Si on suit bien la logique, le vote stratégique s’adresse donc surtout au reste du Canada où 162 conservateurs ont été élus contre 45 néo démocrates et 26 libéraux. Mais l’élection de Justin Trudeau à la tête de son parti a remis les libéraux à l’avant plan, non pas à cause de ses idées, bien au contraire, mais à cause de la notoriété de son nom. Le PLC risque donc de reprendre son rôle perdu depuis le scandale des commandites et reléguer le NPD à l’arrière-plan. Cette situation obligera les forces vives du militantisme dans le reste du Canada à faire campagne pour la force montante si on veut être consistants avec la consigne de vote stratégique, donc de faire campagne dans la majorité des cas pour les libéraux.
Même avec toutes les limites du NPD comme parti électoraliste dont les politiques se rapprochent de plus en plus du parti libéral surtout depuis l’arrivée de Mulcair, une telle position est inconcevable. Cela signifie travailler à déconstruire toute l’idée de construction d’une alternative ouvrière dans le reste du Canada. Malgré toutes les déformations de ce parti, le NPD a toujours représenté pour le mouvement ouvrier un réflexe d’identification de classe et un refus de la politique liée aux grandes entreprises.
Cette politique est donc organiquement néfaste pour le mouvement ouvrier et populaire du reste du Canada en ce qu’elle participera à la désorganiser politiquement, sans compter les illusions qu’elle participera à semer. Il ne faut pas négliger non plus le fait qu’une telle proposition de vote stratégique rencontrera une résistance surtout dans la couche militante.
En ce qui concerne le Québec la montée de Justin Trudeau modifiera également l’échiquier politique. Mais même si on s’en tenait à la situation actuelle, il serait assez paradoxal de voir la FTQ faire campagne pour le NPD au Québec alors qu’elle proposerait aux syndicats du reste du Canada de voter majoritairement Libéral.
Toute stratégie de vote utile vise toujours la prise du pouvoir, et non pas de nuire à un parti. La logique obligera donc à favoriser à l’échelle pan-canadienne le parti qui pourra défaire Harper, ce qui avantagera les libéraux. La FTQ semble donc s’engager dans un pari piégé et ardu.
Le combat contre les politiques anti sociales du gouvernement conservateur ne représente pas moins un enjeu crucial. Mais c’est aussi un combat contre les politiques néolibérales que les libéraux ont également appliquées. Les coupures successives dans le régime d’assurance-emploi et les tentatives répétées de privatiser le service postal en sont des exemples, de même que la politique guerrière au moyen orient.

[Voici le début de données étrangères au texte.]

//! Pool actor
//!
//! One task owns the [`Pool`] and drains a bounded command queue. After every
//! command the actor replaces the published [`PoolView`] before it replies, so
//! readers see the state before or after a commit, never a mix, and a caller
//! that awaited its reply always reads its own commit.

use crate::command::PoolCommand;
use parking_lot::RwLock;
use std::sync::Arc;
use swap_amm::{Pool, PoolView};
use tokio::sync::mpsc;
use tracing::{debug, info, warn};

pub(crate) struct PoolActor {
    pool: Pool,
    commands: mpsc::Receiver<PoolCommand>,
    view: Arc<RwLock<PoolView>>,
    processed: u64,
}

impl PoolActor {
    pub(crate) fn new(
        pool: Pool,
        commands: mpsc::Receiver<PoolCommand>,
        view: Arc<RwLock<PoolView>>,
    ) -> Self {
        Self {
            pool,
            commands,
            view,
            processed: 0,
        }
    }

    pub(crate) async fn run(mut self) {
        info!(
            "🏊 Pool actor started for {}",
            swap_types::shorten_address(&self.pool.account())
        );

        while let Some(command) = self.commands.recv().await {
            let stop = self.handle(command);
            self.processed += 1;
            if stop {
                break;
            }
        }

        info!(
            "Pool actor stopped - processed {} commands, sequence {}",
            self.processed,
            self.pool.sequence()
        );
    }

    fn publish(&self) {
        *self.view.write() = self.pool.view();
    }

    /// Apply one command and reply; `true` when the actor should stop
    fn handle(&mut self, command: PoolCommand) -> bool {
        match command {
            PoolCommand::Swap {
                caller,
                direction,
                input,
                min_output,
                reply,
            } => {
                let result = self
                    .pool
                    .execute_swap(&caller, direction, input, min_output);
                self.publish();
                respond(reply, result, "swap");
            }
            PoolCommand::AddLiquidity {
                caller,
                token_amount,
                eth_value,
                reply,
            } => {
                let result = self.pool.add_liquidity(&caller, token_amount, eth_value);
                self.publish();
                respond(reply, result, "add_liquidity");
            }
            PoolCommand::RemoveLiquidity {
                caller,
                shares,
                reply,
            } => {
                let result = self.pool.remove_liquidity(&caller, shares);
                self.publish();
                respond(reply, result, "remove_liquidity");
            }
            PoolCommand::Snapshot { reply } => {
                if reply.send(self.pool.state()).is_err() {
                    debug!("snapshot requester went away");
                }
            }
            PoolCommand::Restore { state, reply } => {
                let result = self.pool.restore_state(state);
                self.publish();
                respond(reply, result, "restore");
            }
            PoolCommand::Shutdown { reply } => {
                if reply.send(self.pool.state()).is_err() {
                    debug!("shutdown requester went away");
                }
                return true;
            }
        }
        false
    }
}

fn respond<T>(
    reply: tokio::sync::oneshot::Sender<swap_amm::Result<T>>,
    result: swap_amm::Result<T>,
    operation: &'static str,
) {
    // the commit already happened; a dropped caller only loses the receipt
    if reply.send(result).is_err() {
        warn!(operation, "caller dropped before the reply was sent");
    }
}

La question du vote stratégique suppose en bout de piste, si cela fonctionne et cela est loin d’être garanti, qu’un vote pour un gouvernement libéral peut nous assurer un répit. C’est grandement sous-estimer la base politique de ce parti, qui même s’il n’est pas seulement basé sur les institutions régionales de l’ouest comme c’est le cas avec les conservateurs, n’est pas moins constitué des grandes entreprises canadiennes et des multinationales, lesquelles ne laisseront pas partir facilement les gains effectués sous les conservateurs.
Au final cette stratégie aura pour principal effet de désorganiser le mouvement ouvrier Canadien et d’élargir le fossé avec les forces sociales au Québec dans une période où l’austérité est à l’ordre du jour et où les forces de droite continueront de mener l’offensive contre la population afin d’augmenter leur marges de profit. Il n’y aura pas de chemin facile, mais il est essentiel de concevoir en premier lieu un plan de mobilisation à l’échelle Canadienne et Québécoise. Aucune élection ne pourra donner de résultat à l’avantage du mouvement ouvrier sans d’abord créer de rapport de forces.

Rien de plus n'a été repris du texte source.